AT&T lawyers said their pension plan was legal when the women took pregnancy leave, so they shouldn't have to recalculate their retirement benefits now. Congress did not make the Pregnancy Discrimination Act retroactive, they said, so the women should not get any extra money.
A majority of the justices agreed. "A seniority system does not necessarily violate the statute when it gives current effect to such rules that operated before the PDA," wrote Justice David Souter, who will retire next month.
Rae T. Vann, lawyer for the Equal Employment Advisory Council, called the decision a "sensible and straightforward ruling."
"Congress intended the Pregnancy Discrimination Act to be applied prospectively, not retroactively," she said. AT&T's pension rules "were lawful as they were applied at the time."
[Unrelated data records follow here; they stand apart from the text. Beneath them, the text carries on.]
//! Color resolution.
//!
//! A color is picked per request from three tiers, highest precedence first:
//!
//! 1. a non-empty configured override (`COLOR`), returned verbatim
//! 2. the `color` of the first [`ColorParameters`] record in the request body
//! 3. a uniform draw from the [`Palette`] through a [`ColorSource`]

use std::fmt;

use rand::seq::SliceRandom;
use serde::{Deserialize, Serialize};
use tracing::trace;

/// Colors served when nothing else is configured.
pub const DEFAULT_COLORS: [&str; 6] = ["red", "orange", "yellow", "green", "blue", "purple"];

/// Color returned by random selection when the palette is empty.
pub const FALLBACK_COLOR: &str = "blue";

/// One element of the request body array.
///
/// Only `color` influences resolution; `delayLength` is accepted and kept
/// but has no effect on the response.
#[derive(Debug, Clone, Default, PartialEq, Serialize, Deserialize)]
pub struct ColorParameters {
    #[serde(default)]
    pub color: String,
    #[serde(rename = "delayLength", default)]
    pub delay_length: f64,
}

impl ColorParameters {
    pub fn new(color: impl Into<String>) -> Self {
        Self {
            color: color.into(),
            delay_length: 0.0,
        }
    }
}

/// Ordered set of colors backing random selection.
#[derive(Debug, Clone, PartialEq, Eq, Serialize, Deserialize)]
#[serde(transparent)]
pub struct Palette(Vec<String>);

impl Palette {
    pub fn new<I, S>(colors: I) -> Self
    where
        I: IntoIterator<Item = S>,
        S: Into<String>,
    {
        Self(colors.into_iter().map(Into::into).collect())
    }

    /// A palette with no colors; random picks from it fall back to [`FALLBACK_COLOR`].
    pub const fn empty() -> Self {
        Self(Vec::new())
    }

    pub fn contains(&self, color: &str) -> bool {
        self.0.iter().any(|c| c == color)
    }

    pub fn len(&self) -> usize {
        self.0.len()
    }

    pub fn is_empty(&self) -> bool {
        self.0.is_empty()
    }

    pub fn as_slice(&self) -> &[String] {
        &self.0
    }

    pub fn iter(&self) -> impl Iterator<Item = &str> {
        self.0.iter().map(String::as_str)
    }
}

impl Default for Palette {
    fn default() -> Self {
        Self::new(DEFAULT_COLORS)
    }
}

/// Draw one color uniformly from `palette`, or [`FALLBACK_COLOR`] if it is empty.
pub fn random_color(palette: &Palette) -> String {
    palette
        .as_slice()
        .choose(&mut rand::thread_rng())
        .cloned()
        .unwrap_or_else(|| FALLBACK_COLOR.to_string())
}

/// Strategy for the lowest-precedence tier of resolution.
pub trait ColorSource: Send + Sync {
    fn pick(&self) -> String;
}

/// Uniform random selection from a palette.
#[derive(Debug, Clone, Default)]
pub struct RandomColor {
    palette: Palette,
}

impl RandomColor {
    pub const fn new(palette: Palette) -> Self {
        Self { palette }
    }
}

impl ColorSource for RandomColor {
    fn pick(&self) -> String {
        random_color(&self.palette)
    }
}

/// Always yields the same color.
#[derive(Debug, Clone)]
pub struct FixedColor(pub String);

impl ColorSource for FixedColor {
    fn pick(&self) -> String {
        self.0.clone()
    }
}

/// Which tier produced a resolved color.
#[derive(Debug, Clone, Copy, PartialEq, Eq, Serialize)]
#[serde(rename_all = "snake_case")]
pub enum ColorOrigin {
    Override,
    Parameters,
    Random,
}

impl fmt::Display for ColorOrigin {
    fn fmt(&self, f: &mut fmt::Formatter<'_>) -> fmt::Result {
        let name = match self {
            Self::Override => "override",
            Self::Parameters => "parameters",
            Self::Random => "random",
        };
        f.write_str(name)
    }
}

/// A resolved color together with the tier it came from.
#[derive(Debug, Clone, PartialEq, Eq, Serialize)]
pub struct Resolution {
    pub color: String,
    pub origin: ColorOrigin,
}

/// Resolve a color and report which tier supplied it.
pub fn resolve(
    color_override: Option<&str>,
    params: &[ColorParameters],
    source: &dyn ColorSource,
) -> Resolution {
    if let Some(color) = color_override.filter(|c| !c.is_empty()) {
        trace!(color, "Using configured override");
        return Resolution {
            color: color.to_string(),
            origin: ColorOrigin::Override,
        };
    }

    if let Some(first) = params.first() {
        trace!(color = %first.color, count = params.len(), "Using request parameters");
        return Resolution {
            color: first.color.clone(),
            origin: ColorOrigin::Parameters,
        };
    }

    Resolution {
        color: source.pick(),
        origin: ColorOrigin::Random,
    }
}

/// Resolve a color through the override, request parameters and `source`.
pub fn resolve_color(
    color_override: Option<&str>,
    params: &[ColorParameters],
    source: &dyn ColorSource,
) -> String {
    resolve(color_override, params, source).color
}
Justices Ruth Bader Ginsburg and Stephen Breyer dissented. By making it illegal to discriminate against women on pregnancy leave, "Congress intended no continuing reduction of women's compensation, pension benefits included, attributable to their placement on pregnancy leave," said Ginsburg, the court's only woman.
The court's decision could affect thousands of women who took pregnancy leaves decades ago and now are headed toward retirement, said Christine L. Owens, executive director of the National Employment Law Project. Now, the only way women who took pregnancy leave before 1979 can make their leave time count is through the good graces of their company or through legislation by Congress, she said.